Benjamin Netanyahu denies Rabin 'incitement' claims
Israeli Prime Minister Benjamin Netanyahu has denied he incited against Yitzhak Rabin in the months leading up to his 1995 assassination as the country marked the anniversary of the former leader's killing.
In a Facebook post, Mr Netanyahu rejected long-standing accusations he contributed to the climate of violence before Mr Rabin's killing.
He wrote: "Rabin's assassination was a shocking political assassination that we all renounce.
"Since the assassination there have been ongoing attempts to distort the historic truth and to attribute the incitement that preceded the assassination to me."
He then posted old videos of his denunciations of the incitement, adding: "Judge for yourselves."
Mr Rabin was shot dead after a peace rally on November 4, 1995 by Yigal Amir, who opposed his policy of trading land to the Palestinians for peace.
Repeated attempts to make peace since then have evaporated, leaving bouts of violence in their wake.
In the months before the killing, political hard-liners branded Mr Rabin a traitor and some extremists called for his death.
Critics claimed the climate of incitement inspired Amir to kill Mr Rabin.

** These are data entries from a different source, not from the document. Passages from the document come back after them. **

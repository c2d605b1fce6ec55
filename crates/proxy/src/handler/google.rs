//! Handler for the native Gemini API.

use std::sync::{Arc, Mutex};

use async_trait::async_trait;
use axum::{body::Bytes, response::Response};
use eventsource_stream::Eventsource;
use futures::StreamExt;
use secrecy::ExposeSecret;
use tokio::sync::mpsc;

use super::{Handler, HandlerContext, check_capabilities, credential, input_estimate, sse_response, upstream_error};
use crate::{
    adapter,
    detect::DEFAULT_CONTEXT_WINDOW,
    error::{ProxyError, ProxyResult},
    http_client::http_client,
    middleware::MiddlewareChain,
    protocol::{anthropic::MessagesRequest, google::GenerateChunk},
    prune, recovery,
    registry::{ProviderDescriptor, Route},
    retry,
    stream::{PING_INTERVAL, StreamMachine, UpstreamDelta},
    tracker::SessionTracker,
    translate::{self, ToolSummarization, google::ToolNameMap},
};

pub struct GoogleHandler {
    provider: ProviderDescriptor,
    model: String,
    client: reqwest::Client,
    ctx: Arc<HandlerContext>,
    tracker: Arc<SessionTracker>,
    /// Session-lifetime map from tool-use ids to function names and thought
    /// signatures. Required for the functionResponse round trip.
    tool_names: Arc<Mutex<ToolNameMap>>,
}

impl GoogleHandler {
    pub fn new(route: Route, ctx: &Arc<HandlerContext>) -> Self {
        let tracker = Arc::new(SessionTracker::new(
            route.provider.name,
            &route.model_name,
            false,
            ctx.config.context_window_override.unwrap_or(DEFAULT_CONTEXT_WINDOW),
            &ctx.status_dir,
            ctx.port,
        ));

        Self {
            provider: route.provider,
            model: route.model_name,
            client: http_client(),
            ctx: ctx.clone(),
            tracker,
            tool_names: Arc::new(Mutex::new(ToolNameMap::default())),
        }
    }
}

#[async_trait]
impl Handler for GoogleHandler {
    async fn handle(&self, mut request: MessagesRequest, raw_body: Bytes) -> ProxyResult<Response> {
        let key = credential(&self.provider)?.ok_or_else(|| ProxyError::MissingCredential {
            env: "GEMINI_API_KEY".to_string(),
            hint_url: self.provider.hint_url.to_string(),
        })?;
        check_capabilities(&self.provider, &request, &self.model)?;

        prune::maybe_prune(&mut request, self.tracker.context_used(), self.tracker.context_window());

        let adapter = adapter::select(&self.model);

        let mut generate = {
            let mut names = self.tool_names.lock().unwrap_or_else(|poisoned| poisoned.into_inner());
            translate::google::to_generate_request(&request, &self.model, &mut names, ToolSummarization::Off)
        };

        if let Some(config) = generate.generation_config.as_mut() {
            adapter.prepare_google(config, &request, &self.model);
        }

        let url = format!(
            "{}{}/{}:streamGenerateContent?alt=sse",
            self.provider.base_url, self.provider.api_path, self.model
        );

        let builder = self
            .client
            .post(&url)
            .header("x-goog-api-key", key.expose_secret())
            .json(&generate);

        let response = retry::send_with_retry(builder, &url).await?;
        if !response.status().is_success() {
            return Err(upstream_error(&self.provider, &self.model, response).await);
        }

        let (sender, receiver) = mpsc::unbounded_channel();
        let tracker = self.tracker.clone();
        let tool_names = self.tool_names.clone();
        let tools = request.tools.clone().unwrap_or_default();

        let mut machine = StreamMachine::new(
            Box::new(sender.clone()),
            adapter,
            tools,
            MiddlewareChain::default(),
            request.model.clone(),
            input_estimate(&raw_body),
            Box::new(move |usage| {
                tracker.record(usage);
            }),
        );
        machine.start();

        let url_for_errors = url.clone();
        tokio::spawn(async move {
            let mut events = response.bytes_stream().eventsource();
            let mut ping = tokio::time::interval(PING_INTERVAL);
            ping.set_missed_tick_behavior(tokio::time::MissedTickBehavior::Skip);
            let mut call_counter = 0usize;

            loop {
                tokio::select! {
                    maybe_event = events.next() => match maybe_event {
                        Some(Ok(event)) => {
                            match serde_json::from_str::<GenerateChunk>(&event.data) {
                                Ok(chunk) => feed_chunk(&mut machine, chunk, &tool_names, &mut call_counter),
                                Err(e) => log::debug!("Skipping malformed Gemini chunk: {e}"),
                            }

                            if machine.is_finalized() {
                                break;
                            }
                        }
                        Some(Err(e)) => {
                            let error = ProxyError::Connection {
                                url: url_for_errors.clone(),
                                reason: e.to_string(),
                            };
                            machine.finalize(Some(&error));
                            break;
                        }
                        None => {
                            machine.finalize(None);
                            break;
                        }
                    },
                    _ = ping.tick() => {
                        if sender.is_closed() {
                            log::debug!("Client disconnected, cancelling Gemini read");
                            let error = ProxyError::Internal(Some("client disconnected".to_string()));
                            machine.finalize(Some(&error));
                            break;
                        }
                        machine.maybe_ping();
                    }
                }
            }
        });

        Ok(sse_response(receiver))
    }

    fn descriptor(&self) -> &ProviderDescriptor {
        &self.provider
    }

    fn tracker(&self) -> &SessionTracker {
        &self.tracker
    }
}

/// Converts one Gemini chunk into machine deltas, recording every function
/// call in the tool-name map for the later functionResponse round trip.
fn feed_chunk(
    machine: &mut StreamMachine,
    chunk: GenerateChunk,
    tool_names: &Arc<Mutex<ToolNameMap>>,
    call_counter: &mut usize,
) {
    if let Some(usage) = chunk.usage_metadata {
        machine.process(UpstreamDelta::Usage {
            input: usage.prompt_token_count,
            output: usage.candidates_token_count,
        });
    }

    for candidate in chunk.candidates {
        if let Some(content) = candidate.content {
            for part in content.parts {
                if let Some(call) = part.function_call {
                    let id = recovery::mint_tool_id();

                    tool_names
                        .lock()
                        .unwrap_or_else(|poisoned| poisoned.into_inner())
                        .record(id.clone(), call.name.clone(), part.thought_signature.clone());

                    machine.process(UpstreamDelta::ToolCallComplete {
                        index: *call_counter,
                        id: Some(id),
                        name: call.name,
                        args: call.args.to_string(),
                    });
                    *call_counter += 1;
                    continue;
                }

                if let Some(text) = part.text {
                    if part.thought == Some(true) {
                        machine.process(UpstreamDelta::Reasoning(text));
                    } else {
                        machine.process(UpstreamDelta::Text(text));
                    }
                }
            }
        }

        if let Some(reason) = candidate.finish_reason {
            let mapped = match reason.as_str() {
                "MAX_TOKENS" => "max_tokens",
                _ => "stop",
            };
            machine.process(UpstreamDelta::Finish(mapped.to_string()));
        }
    }
}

In one famous incident, Mr Netanyahu, then the opposition leader, addressed a protest in Jerusalem where demonstrators held posters portraying Mr Rabin in an Arab headscarf or Nazi uniform.
Mr Netanyahu claims he did not see the banners or hear violent chants.
Mr Netanyahu vehemently opposed Mr Rabin's planned concessions and only grudgingly accepted the concept of a Palestinian state after taking office for a second term in 2009.
He has since distanced himself from those comments and during his re-election campaign last year said he would not allow a Palestinian state on his watch.